How Can We Best Execute Media Literacy Curriculum?
Given the amount of information available online and the risks that come with consuming it, enabling students to distinguish between legitimate and dubious sources is of utmost importance. To start with, curricula need to encourage students to ask simple questions like, “Where did this information come from?” or “How do I know if this information is authentic?”
Students of government schools in Kerala’s Kannur district are being trained to ask these very same questions. In a praise-worthy effort, teachers across 200 government schools in Kannur have trained over one lakh students from classes 8-12 on how to spot fake news and information. The initiative began in 2017 at the behest of the District Collector, after fake news fuelled protests against administering a vaccine. It attempts to not only teach children how to spot fake news, but to critically react to it.
However, in this limited top-down approach, teachers explain fake news to students, illustrating it with specific examples.
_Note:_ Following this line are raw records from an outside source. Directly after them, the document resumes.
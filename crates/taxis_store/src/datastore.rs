use std::fs;
use std::path::{Path, PathBuf};

use log::info;
use rusqlite::Connection;

use aideon_taxis_core::{Model, TaxisError, TaxisResult};

use crate::TaxisConfig;

const DEFAULT_DB_NAME: &str = "taxis.sqlite";

pub fn load_or_init_config(base: &Path) -> TaxisResult<TaxisConfig> {
    let default_sqlite = base.join(DEFAULT_DB_NAME);
    TaxisConfig::load_or_init(base, &default_sqlite)
}

/// Opens the configured SQLite database with foreign keys enforced. Schema
/// creation is left to the caller.
pub fn open_sqlite(config: &TaxisConfig, base: &Path) -> TaxisResult<Connection> {
    let path = config.sqlite_path(base)?;
    if let Some(parent) = path.parent() {
        fs::create_dir_all(parent)
            .map_err(|err| TaxisError::storage(format!("create database dir: {err}")))?;
    }
    let conn = Connection::open(&path)
        .map_err(|err| TaxisError::storage(format!("open {}: {err}", path.display())))?;
    conn.pragma_update(None, "foreign_keys", true)
        .map_err(|err| TaxisError::storage(format!("enable foreign keys: {err}")))?;
    info!("taxis: opened sqlite database {}", path.display());
    Ok(conn)
}

pub fn load_model(config: &TaxisConfig, base: &Path) -> TaxisResult<Model> {
    let path = config.model_path(base)?;
    let raw = fs::read_to_string(&path)
        .map_err(|err| TaxisError::storage(format!("read model {}: {err}", path.display())))?;
    let model = Model::from_json(&raw)?;
    info!(
        "taxis: loaded model {} with {} types",
        model.version().unwrap_or("unversioned"),
        aideon_taxis_core::MetadataResolver::entity_types(&model).len()
    );
    Ok(model)
}

pub fn default_sqlite_path(base: &Path) -> PathBuf {
    base.join(DEFAULT_DB_NAME)
}
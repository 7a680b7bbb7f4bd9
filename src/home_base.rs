//! Resolution of the configured home-base mode into concrete team bases.

use tracing::warn;

use crate::catalog::CandidateBaseCatalog;
use crate::config::HomeBaseMode;
use crate::error::{PlannerError, Result};
use crate::haversine::validate_coordinate;
use crate::model::{CandidateBase, Location, Team};
use crate::traits::DistanceMatrixProvider;

/// Fewer bases than teams were available for a candidate.
#[derive(Debug, Clone, Copy, PartialEq, Eq, serde::Serialize, serde::Deserialize)]
pub struct BaseShortfall {
    pub requested: usize,
    pub available: usize,
}

/// Teams with their resolved home bases for one team count.
#[derive(Debug, Clone)]
pub struct HomeBasePlan {
    /// Teams ordered by id.
    pub teams: Vec<Team>,
    pub shortfall: Option<BaseShortfall>,
}

/// Reject modes naming unknown catalog cities or malformed custom bases.
pub fn check_mode(mode: &HomeBaseMode, catalog: &CandidateBaseCatalog) -> Result<()> {
    match mode {
        HomeBaseMode::Automatic => Ok(()),
        HomeBaseMode::Restricted { allowed } => {
            if allowed.is_empty() {
                return Err(PlannerError::InvalidConfig(
                    "restricted home-base mode needs at least one city".into(),
                ));
            }
            for name in allowed {
                catalog.by_name(name)?;
            }
            Ok(())
        }
        HomeBaseMode::Pinned { pins } => {
            let mut seen = Vec::with_capacity(pins.len());
            for pin in pins {
                if pin.team == 0 || seen.contains(&pin.team) {
                    return Err(PlannerError::InvalidConfig(format!(
                        "team {} pinned more than once or not 1-based",
                        pin.team
                    )));
                }
                seen.push(pin.team);
                catalog.by_name(&pin.city)?;
            }
            Ok(())
        }
        HomeBaseMode::Custom { bases } => {
            for base in bases {
                validate_coordinate(base.latitude, base.longitude)?;
            }
            Ok(())
        }
    }
}

/// Derive the home bases for `count` teams.
///
/// Custom coordinates come first, then pinned teams, then clustering-based
/// placement fills the remainder. When not enough distinct bases exist the
/// team count is truncated and the shortfall reported.
pub fn resolve<M: DistanceMatrixProvider>(
    mode: &HomeBaseMode,
    catalog: &CandidateBaseCatalog,
    locations: &[Location],
    count: usize,
    metric: &M,
) -> Result<HomeBasePlan> {
    let teams: Vec<Team> = match mode {
        HomeBaseMode::Automatic => number(catalog.place_by_clustering(locations, count, metric)),
        HomeBaseMode::Restricted { allowed } => {
            number(catalog.suggest(locations, count, Some(allowed), metric))
        }
        HomeBaseMode::Custom { bases } => {
            let mut resolved: Vec<CandidateBase> = bases.iter().take(count).cloned().collect();
            if resolved.len() < count {
                let used: Vec<String> = resolved.iter().map(|b| b.name.clone()).collect();
                let fill = catalog.place_by_clustering_excluding(
                    locations,
                    count - resolved.len(),
                    &used,
                    metric,
                );
                resolved.extend(fill);
            }
            number(resolved)
        }
        HomeBaseMode::Pinned { pins } => {
            let mut pinned: Vec<(u32, CandidateBase)> = Vec::new();
            // The first pin for a team wins.
            for pin in pins.iter().filter(|p| p.team >= 1 && p.team as usize <= count) {
                if pinned.iter().any(|(team, _)| *team == pin.team) {
                    continue;
                }
                pinned.push((pin.team, catalog.by_name(&pin.city)?.clone()));
            }

            let used: Vec<String> = pinned.iter().map(|(_, b)| b.name.clone()).collect();
            let mut fill = catalog
                .place_by_clustering_excluding(locations, count.saturating_sub(pinned.len()), &used, metric)
                .into_iter();

            let mut teams = Vec::with_capacity(count);
            for id in 1..=count as u32 {
                let base = match pinned.iter().find(|(team, _)| *team == id) {
                    Some((_, base)) => Some(base.clone()),
                    None => fill.next(),
                };
                if let Some(base) = base {
                    teams.push(Team::new(id, &base));
                }
            }
            teams
        }
    };

    if teams.is_empty() && count > 0 {
        return Err(PlannerError::InsufficientCandidateBases {
            requested: count,
            available: 0,
        });
    }

    let shortfall = (teams.len() < count).then(|| {
        warn!(requested = count, available = teams.len(), "not enough home bases, truncating team count");
        BaseShortfall {
            requested: count,
            available: teams.len(),
        }
    });

    Ok(HomeBasePlan { teams, shortfall })
}

fn number(bases: Vec<CandidateBase>) -> Vec<Team> {
    bases
        .iter()
        .enumerate()
        .map(|(i, base)| Team::new(i as u32 + 1, base))
        .collect()
}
This approach has the advantage of quick implementation, yet fails to address a larger social issue of believing false information. Horizontal curricula that enact changes in media consumption across society then, could be developed by Central policy-makers instead.
Challenges in Implementing Media Literacy Education
Yet, while media literacy has been extensively taught since the 1960s in Australia, Norway, Canada, and the United Kingdom, barring the Kannur example, much is left to be desired in the Indian (or indeed South Asian) context. There are no tangible regulations in the offing to make media literacy a part of mainstream school curricula.
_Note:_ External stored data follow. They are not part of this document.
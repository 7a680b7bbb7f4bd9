//! Multi-day execution of a team route.
//!
//! Walks the ordered stops with a simulated clock, tracking per-day drive
//! time, work time, distance and elapsed time. Before each stop the simulator
//! decides whether the day goes on, the team drives home for the night, or
//! the team takes a hotel night where it is and reaches the stop next morning.
//!
//! The first stop of every day is always visited, whatever the weekday or
//! its distance from home. This includes a far stop that opens a Friday: it
//! is worked that Friday, and the Friday rule only sends the team home before
//! the day's second stop.
//!
//! From the second stop of a day, rules apply highest priority first:
//! 1. Stops within 100 km of home never cause a hotel night. The team goes
//!    home first if the stop plus the trip home would break the 8 hour day.
//! 2. On Fridays the team goes home instead of driving to a further stop.
//! 3. If a daily limit would be exceeded, a hotel is mandatory when the trip
//!    home would break the 8 hour day; otherwise the cheaper of hotel and
//!    home return wins, ties going home.
//! 4. Otherwise the day goes on.

use chrono::{Datelike, Duration, NaiveDate, NaiveDateTime, NaiveTime, Weekday};
use tracing::debug;

use crate::config::PlannerConfig;
use crate::cost::CostModel;
use crate::model::{Location, RouteSegment, Team};
use crate::traits::{DistanceMatrixProvider, Positioned};

/// Hour of day when work starts.
pub const DAY_START_HOUR: i64 = 7;
/// Cap on a day's total time away, from leaving to arriving home or at a hotel.
pub const MAX_ELAPSED_DAY_HOURS: f64 = 8.0;
/// Stops this close to home never cause a hotel night.
pub const NEAR_HOME_KM: f64 = 100.0;
/// A pause is due each time a day's driving crosses a multiple of this.
const PAUSE_INTERVAL_HOURS: f64 = 2.0;

/// What happens before the team heads to the next stop.
#[derive(Debug, Clone, Copy, PartialEq, Eq)]
pub enum DayOutcome {
    Continue,
    ReturnHome,
    Hotel,
}

/// Which rule produced an outcome.
#[derive(Debug, Clone, Copy, PartialEq, Eq)]
pub enum DecisionRule {
    FreshDay,
    NearHome,
    Friday,
    MandatoryHotel,
    CostComparison,
    WithinLimits,
}

/// An outcome together with the rule that produced it.
#[derive(Debug, Clone, Copy, PartialEq, Eq)]
pub struct Decision {
    pub outcome: DayOutcome,
    pub rule: DecisionRule,
}

impl Decision {
    fn new(outcome: DayOutcome, rule: DecisionRule) -> Self {
        Self { outcome, rule }
    }
}

/// Accumulators for the day in progress.
#[derive(Debug, Clone)]
pub struct DayState {
    pub clock: NaiveDateTime,
    pub position: (f64, f64),
    pub drive_hours: f64,
    pub work_hours: f64,
    pub distance_km: f64,
    pub elapsed_hours: f64,
    pub stops: usize,
}

impl DayState {
    fn start(clock: NaiveDateTime, position: (f64, f64)) -> Self {
        Self {
            clock,
            position,
            drive_hours: 0.0,
            work_hours: 0.0,
            distance_km: 0.0,
            elapsed_hours: 0.0,
            stops: 0,
        }
    }
}

/// The candidate stop as seen from the current day.
#[derive(Debug, Clone, Copy)]
pub struct StopContext {
    pub drive_km: f64,
    /// Driving including navigation and pauses.
    pub drive_hours: f64,
    pub work_hours: f64,
    pub km_to_home: f64,
    pub hours_to_home: f64,
    /// Distance from home to the stop after this one, zero for the last stop.
    pub km_home_to_next: f64,
}

#[derive(Debug, Clone, Copy)]
struct Leg {
    km: f64,
    hours: f64,
}

/// Daily caps and time overheads applied during simulation.
#[derive(Debug, Clone)]
pub struct DayLimits {
    pub work_hours_per_day: f64,
    pub max_drive_hours_per_day: f64,
    pub max_daily_distance_km: f64,
    pub driving_speed_kmh: f64,
    pub pause_hours: f64,
    pub navigation_hours: f64,
    pub home_return_discount: f64,
    pub work_every_day: bool,
}

impl DayLimits {
    pub fn from_config(config: &PlannerConfig) -> Self {
        Self {
            work_hours_per_day: config.work_hours_per_day,
            max_drive_hours_per_day: config.max_drive_hours_per_day,
            max_daily_distance_km: config.max_daily_distance_km,
            driving_speed_kmh: config.driving_speed_kmh,
            pause_hours: config.pause_minutes_per_two_hours / 60.0,
            navigation_hours: config.navigation_minutes_per_stop / 60.0,
            home_return_discount: config.home_return_discount,
            work_every_day: config.work_every_day,
        }
    }
}

/// Turns an ordered route into timed segments over one or more days.
pub struct DaySimulator<'a, M> {
    limits: DayLimits,
    cost: CostModel,
    start_date: NaiveDate,
    metric: &'a M,
}

impl<'a, M: DistanceMatrixProvider> DaySimulator<'a, M> {
    pub fn new(limits: DayLimits, cost: CostModel, start_date: NaiveDate, metric: &'a M) -> Self {
        Self {
            limits,
            cost,
            start_date,
            metric,
        }
    }

    pub fn from_config(config: &PlannerConfig, metric: &'a M) -> Self {
        Self::new(
            DayLimits::from_config(config),
            CostModel::from_config(config),
            config.first_day(),
            metric,
        )
    }

    /// Simulate the route and return one segment per stop, in order.
    pub fn simulate(&self, team: &Team, route: &[Location]) -> Vec<RouteSegment> {
        let home = team.position();
        let mut day = DayState::start(self.day_start(self.start_date), home);
        let mut segments = Vec::with_capacity(route.len());

        for (i, stop) in route.iter().enumerate() {
            let leg = self.leg(day.position, stop.position(), day.drive_hours);
            let km_to_home = self.metric.distance_km(stop.position(), home);
            let ctx = StopContext {
                drive_km: leg.km,
                drive_hours: leg.hours,
                work_hours: stop.work_time,
                km_to_home,
                hours_to_home: km_to_home / self.limits.driving_speed_kmh,
                km_home_to_next: route
                    .get(i + 1)
                    .map(|next| self.metric.distance_km(home, next.position()))
                    .unwrap_or(0.0),
            };

            let decision = self.decide(&day, &ctx);
            debug!(
                team = team.id,
                stop = %stop.id,
                outcome = ?decision.outcome,
                rule = ?decision.rule,
                "stop decision"
            );

            // The leg actually driven to reach the stop, plus any evening
            // drive home that is booked onto this stop.
            let (leg, extra) = match decision.outcome {
                DayOutcome::Continue => (leg, Leg { km: 0.0, hours: 0.0 }),
                DayOutcome::Hotel => {
                    day = DayState::start(self.next_day(day.clock), day.position);
                    (self.leg(day.position, stop.position(), 0.0), Leg { km: 0.0, hours: 0.0 })
                }
                DayOutcome::ReturnHome => {
                    let km = self.metric.distance_km(day.position, home);
                    let evening = Leg {
                        km,
                        hours: km / self.limits.driving_speed_kmh,
                    };
                    day = DayState::start(self.next_day(day.clock), home);
                    (self.leg(home, stop.position(), 0.0), evening)
                }
            };

            let arrival = day.clock + hours(leg.hours);
            let departure = arrival + hours(stop.work_time);

            segments.push(RouteSegment {
                location: stop.clone(),
                arrival_time: arrival,
                departure_time: departure,
                drive_time: leg.hours + extra.hours,
                drive_distance: leg.km + extra.km,
                work_time: stop.work_time,
                overnight_stay: decision.outcome == DayOutcome::Hotel,
            });

            day.drive_hours += leg.hours;
            day.distance_km += leg.km;
            day.work_hours += stop.work_time;
            day.elapsed_hours += leg.hours + stop.work_time;
            day.stops += 1;
            day.clock = departure;
            day.position = stop.position();
        }

        segments
    }

    /// Apply the rule hierarchy to one candidate stop.
    pub fn decide(&self, day: &DayState, ctx: &StopContext) -> Decision {
        if day.stops == 0 {
            return Decision::new(DayOutcome::Continue, DecisionRule::FreshDay);
        }

        let projected = day.elapsed_hours + ctx.drive_hours + ctx.work_hours;

        if ctx.km_to_home <= NEAR_HOME_KM {
            let outcome = if projected + ctx.hours_to_home > MAX_ELAPSED_DAY_HOURS {
                DayOutcome::ReturnHome
            } else {
                DayOutcome::Continue
            };
            return Decision::new(outcome, DecisionRule::NearHome);
        }

        if !self.limits.work_every_day && day.clock.weekday() == Weekday::Fri {
            return Decision::new(DayOutcome::ReturnHome, DecisionRule::Friday);
        }

        let exceeded = day.drive_hours + ctx.drive_hours > self.limits.max_drive_hours_per_day
            || day.work_hours + ctx.work_hours > self.limits.work_hours_per_day
            || day.distance_km + ctx.drive_km > self.limits.max_daily_distance_km
            || projected > MAX_ELAPSED_DAY_HOURS;

        if !exceeded {
            return Decision::new(DayOutcome::Continue, DecisionRule::WithinLimits);
        }

        if projected + ctx.hours_to_home > MAX_ELAPSED_DAY_HOURS {
            return Decision::new(DayOutcome::Hotel, DecisionRule::MandatoryHotel);
        }

        let round_trip_km = ctx.km_to_home + ctx.km_home_to_next;
        let round_trip_hours = round_trip_km / self.limits.driving_speed_kmh;
        let home_cost =
            self.cost.trip(round_trip_km, round_trip_hours) * (1.0 - self.limits.home_return_discount);
        let hotel_cost = self.cost.hotel_night();

        let outcome = if hotel_cost < home_cost {
            DayOutcome::Hotel
        } else {
            DayOutcome::ReturnHome
        };
        Decision::new(outcome, DecisionRule::CostComparison)
    }

    /// Drive from `from` to `to` given the hours already driven today.
    fn leg(&self, from: (f64, f64), to: (f64, f64), driven_today: f64) -> Leg {
        let km = self.metric.distance_km(from, to);
        let mut hours = km / self.limits.driving_speed_kmh + self.limits.navigation_hours;

        let pauses = ((driven_today + hours) / PAUSE_INTERVAL_HOURS).floor()
            - (driven_today / PAUSE_INTERVAL_HOURS).floor();
        if pauses > 0.0 {
            hours += pauses * self.limits.pause_hours;
        }

        Leg { km, hours }
    }

    fn day_start(&self, date: NaiveDate) -> NaiveDateTime {
        let date = if self.limits.work_every_day {
            date
        } else {
            skip_weekend(date)
        };
        date.and_time(NaiveTime::MIN) + Duration::hours(DAY_START_HOUR)
    }

    fn next_day(&self, clock: NaiveDateTime) -> NaiveDateTime {
        self.day_start(clock.date() + Duration::days(1))
    }
}

/// Roll Saturdays and Sundays forward to Monday.
pub fn skip_weekend(date: NaiveDate) -> NaiveDate {
    match date.weekday() {
        Weekday::Sat => date + Duration::days(2),
        Weekday::Sun => date + Duration::days(1),
        _ => date,
    }
}

fn hours(value: f64) -> Duration {
    Duration::milliseconds((value * 3_600_000.0).round() as i64)
}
This is largely because in India—at both the primary and secondary education levels—studies of the media are still taught by integrating them with other subjects. Independent courses are yet to appear.
In a humble beginning towards media literacy, a new chapter—Mass Media and Communication—has been included in the Class VII Social and Political Life NCERT textbook. Other NCERT textbooks like Abhivyakti aur Madhyam and Srijan, introduced at senior secondary school, focus on media writing too.
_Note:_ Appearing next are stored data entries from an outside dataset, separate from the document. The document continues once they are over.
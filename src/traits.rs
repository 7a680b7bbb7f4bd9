//! Core seams for the crew planner.
//!
//! Stages are generic over how distances are measured so tests can plug in
//! simple, predictable metrics.

/// Anything with a (latitude, longitude) position.
pub trait Positioned {
    fn position(&self) -> (f64, f64);
}

/// Provides road distances (km) between coordinates.
///
/// Coordinates are expected to be validated before they reach a provider.
pub trait DistanceMatrixProvider: Sync {
    /// Distance in kilometers between two (lat, lng) points.
    fn distance_km(&self, from: (f64, f64), to: (f64, f64)) -> f64;

    /// Full distance matrix indexed by the provided location order.
    fn matrix_for(&self, locations: &[(f64, f64)]) -> Vec<Vec<f64>> {
        let n = locations.len();
        let mut matrix = vec![vec![0.0; n]; n];

        for i in 0..n {
            for j in (i + 1)..n {
                let km = self.distance_km(locations[i], locations[j]);
                matrix[i][j] = km;
                matrix[j][i] = km;
            }
        }

        matrix
    }
}

impl Positioned for (f64, f64) {
    fn position(&self) -> (f64, f64) {
        *self
    }
}
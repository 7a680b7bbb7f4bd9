//! Input records to locations.
//!
//! Raw tables arrive with string cells; they are normalized into typed
//! records, filtered per the configured mode and exclusion list, and turned
//! into [`Location`]s with a per-visit work duration.

use std::collections::HashMap;

use tracing::{debug, warn};

use crate::config::{FilterMode, PlannerConfig};
use crate::error::{PlannerError, Result};
use crate::haversine::validate_coordinate;
use crate::model::Location;

/// Which table columns hold the fields the planner needs.
#[derive(Debug, Clone)]
pub struct ColumnMapping {
    pub customer: String,
    pub latitude: String,
    pub longitude: String,
    pub units: String,
    pub filter_value: String,
}

impl Default for ColumnMapping {
    fn default() -> Self {
        Self {
            customer: "customer".to_string(),
            latitude: "latitude".to_string(),
            longitude: "longitude".to_string(),
            units: "units".to_string(),
            filter_value: "filter_value".to_string(),
        }
    }
}

/// A table of string cells with a header row.
#[derive(Debug, Clone, Default)]
pub struct RecordTable {
    pub columns: Vec<String>,
    pub rows: Vec<Vec<String>>,
}

/// One normalized input row.
#[derive(Debug, Clone, PartialEq)]
pub struct Record {
    pub customer: String,
    pub latitude: f64,
    pub longitude: f64,
    pub units: u32,
    pub filter_value: Option<f64>,
}

impl Record {
    pub fn new(customer: impl Into<String>, latitude: f64, longitude: f64, units: u32, filter_value: f64) -> Self {
        Self {
            customer: customer.into(),
            latitude,
            longitude,
            units,
            filter_value: Some(filter_value),
        }
    }
}

impl RecordTable {
    pub fn new(columns: Vec<String>, rows: Vec<Vec<String>>) -> Self {
        Self { columns, rows }
    }

    /// Parse rows into records.
    ///
    /// Missing columns are fatal. Rows whose coordinates do not parse are
    /// dropped. Decimal unit counts are truncated; unit counts that do not
    /// parse count as one unit.
    pub fn into_records(self, mapping: &ColumnMapping) -> Result<Vec<Record>> {
        let index: HashMap<&str, usize> = self
            .columns
            .iter()
            .enumerate()
            .map(|(i, name)| (name.as_str(), i))
            .collect();

        let required = [
            &mapping.customer,
            &mapping.latitude,
            &mapping.longitude,
            &mapping.units,
            &mapping.filter_value,
        ];
        let missing: Vec<String> = required
            .iter()
            .filter(|name| !index.contains_key(name.as_str()))
            .map(|name| name.to_string())
            .collect();
        if !missing.is_empty() {
            return Err(PlannerError::MissingColumns(missing));
        }

        let col = |name: &String| index[name.as_str()];
        let (customer, lat, lon, units, value) = (
            col(&mapping.customer),
            col(&mapping.latitude),
            col(&mapping.longitude),
            col(&mapping.units),
            col(&mapping.filter_value),
        );

        let mut records = Vec::with_capacity(self.rows.len());
        for (row_idx, row) in self.rows.iter().enumerate() {
            let cell = |i: usize| row.get(i).map(|s| s.trim()).unwrap_or("");

            let (Some(latitude), Some(longitude)) = (parse_number(cell(lat)), parse_number(cell(lon))) else {
                warn!(row = row_idx, "dropping row with non-numeric coordinates");
                continue;
            };

            records.push(Record {
                customer: cell(customer).to_string(),
                latitude,
                longitude,
                units: parse_units(cell(units)),
                filter_value: parse_number(cell(value)),
            });
        }

        Ok(records)
    }
}

/// Accepts both `.` and `,` as decimal separator.
fn parse_number(raw: &str) -> Option<f64> {
    let value = raw.replace(',', ".").parse::<f64>().ok()?;
    value.is_finite().then_some(value)
}

/// Whole units from a numeric cell; `"3.0"` and `"4,0"` count as 3 and 4.
///
/// Text, negative or non-finite cells count as one unit.
fn parse_units(raw: &str) -> u32 {
    match parse_number(raw) {
        Some(value) if value >= 0.0 => value.trunc().min(f64::from(u32::MAX)) as u32,
        _ => 1,
    }
}

/// Applies domain filters and builds locations.
#[derive(Debug, Clone)]
pub struct LocationFilter {
    pub mode: FilterMode,
    pub exclude_customer_substrings: Vec<String>,
    pub setup_minutes: f64,
    pub work_minutes_per_unit: f64,
    pub efficiency_factor: f64,
}

impl LocationFilter {
    pub fn from_config(config: &PlannerConfig) -> Self {
        Self {
            mode: config.filter.clone(),
            exclude_customer_substrings: config.exclude_customer_substrings.clone(),
            setup_minutes: config.setup_minutes,
            work_minutes_per_unit: config.work_minutes_per_unit,
            efficiency_factor: config.efficiency_factor(),
        }
    }

    /// Filter the records and convert the survivors to locations.
    pub fn apply(&self, records: &[Record]) -> Result<Vec<Location>> {
        let valid: Vec<(usize, &Record)> = records
            .iter()
            .enumerate()
            .filter(|(idx, r)| match validate_coordinate(r.latitude, r.longitude) {
                Ok(()) => true,
                Err(err) => {
                    warn!(record = idx, %err, "dropping record");
                    false
                }
            })
            .collect();

        let kept: Vec<(usize, &Record)> = match &self.mode {
            FilterMode::Aggregate { min_filter_value } => {
                let mut sums: HashMap<&str, f64> = HashMap::new();
                for &(_, record) in &valid {
                    *sums.entry(record.customer.as_str()).or_default() +=
                        record.filter_value.unwrap_or(0.0);
                }
                valid
                    .into_iter()
                    .filter(|(_, r)| sums[r.customer.as_str()] >= *min_filter_value)
                    .collect()
            }
            FilterMode::Threshold { priority_threshold } => valid
                .into_iter()
                .filter(|(_, r)| r.filter_value.is_some_and(|v| v <= *priority_threshold))
                .collect(),
        };

        let locations: Vec<Location> = kept
            .into_iter()
            .filter(|(_, r)| !self.is_excluded(&r.customer))
            .map(|(idx, r)| self.to_location(idx, r))
            .collect();

        debug!(input = records.len(), kept = locations.len(), "filtered records");

        if locations.is_empty() {
            return Err(PlannerError::NoLocationsAfterFilter);
        }
        Ok(locations)
    }

    fn is_excluded(&self, customer: &str) -> bool {
        let customer = customer.to_lowercase();
        self.exclude_customer_substrings
            .iter()
            .filter(|term| !term.is_empty())
            .any(|term| customer.contains(&term.to_lowercase()))
    }

    /// Hours one visit takes for the configured crew.
    pub fn work_hours(&self, units: u32) -> f64 {
        let minutes = self.setup_minutes + f64::from(units) * self.work_minutes_per_unit;
        minutes / 60.0 / self.efficiency_factor
    }

    fn to_location(&self, idx: usize, record: &Record) -> Location {
        Location {
            id: format!("LOC_{idx}"),
            customer: record.customer.clone(),
            latitude: record.latitude,
            longitude: record.longitude,
            units: record.units,
            filter_value: record.filter_value.unwrap_or(0.0),
            work_time: self.work_hours(record.units),
        }
    }
}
A far more holistic and rigorous media literacy curriculum should be devised though, by first identifying the larger subject knowledge gaps surrounding the discipline in India. Studying ‘Mass Communication’, and being literate in an age of fake news, are simply not the same thing.
To begin with, there is still a limited understanding of the importance of media literacy at the administrative level. To help rectify this, setting up expert committees to prepare modules for exploring media literacy in Indian contexts, and designing teacher training courses for the same would be a productive step forward.
Secondly, many teachers may not be digital natives in the way that children who have grown up on technology are. Familiarity with technology is a big hurdle, which an expert committee could help scale through well-developed troubleshooting mechanisms for such teachers.
India’s media ecosystem, in all its bustling forms, is the fourth pillar of the country’s world-renowned democracy. It is the media that exposes the underbelly of democracy, empowering citizens to make better electoral choices for themselves. However, that doesn’t mean that its authoritative words or practices are absolute, or exempt from criticism.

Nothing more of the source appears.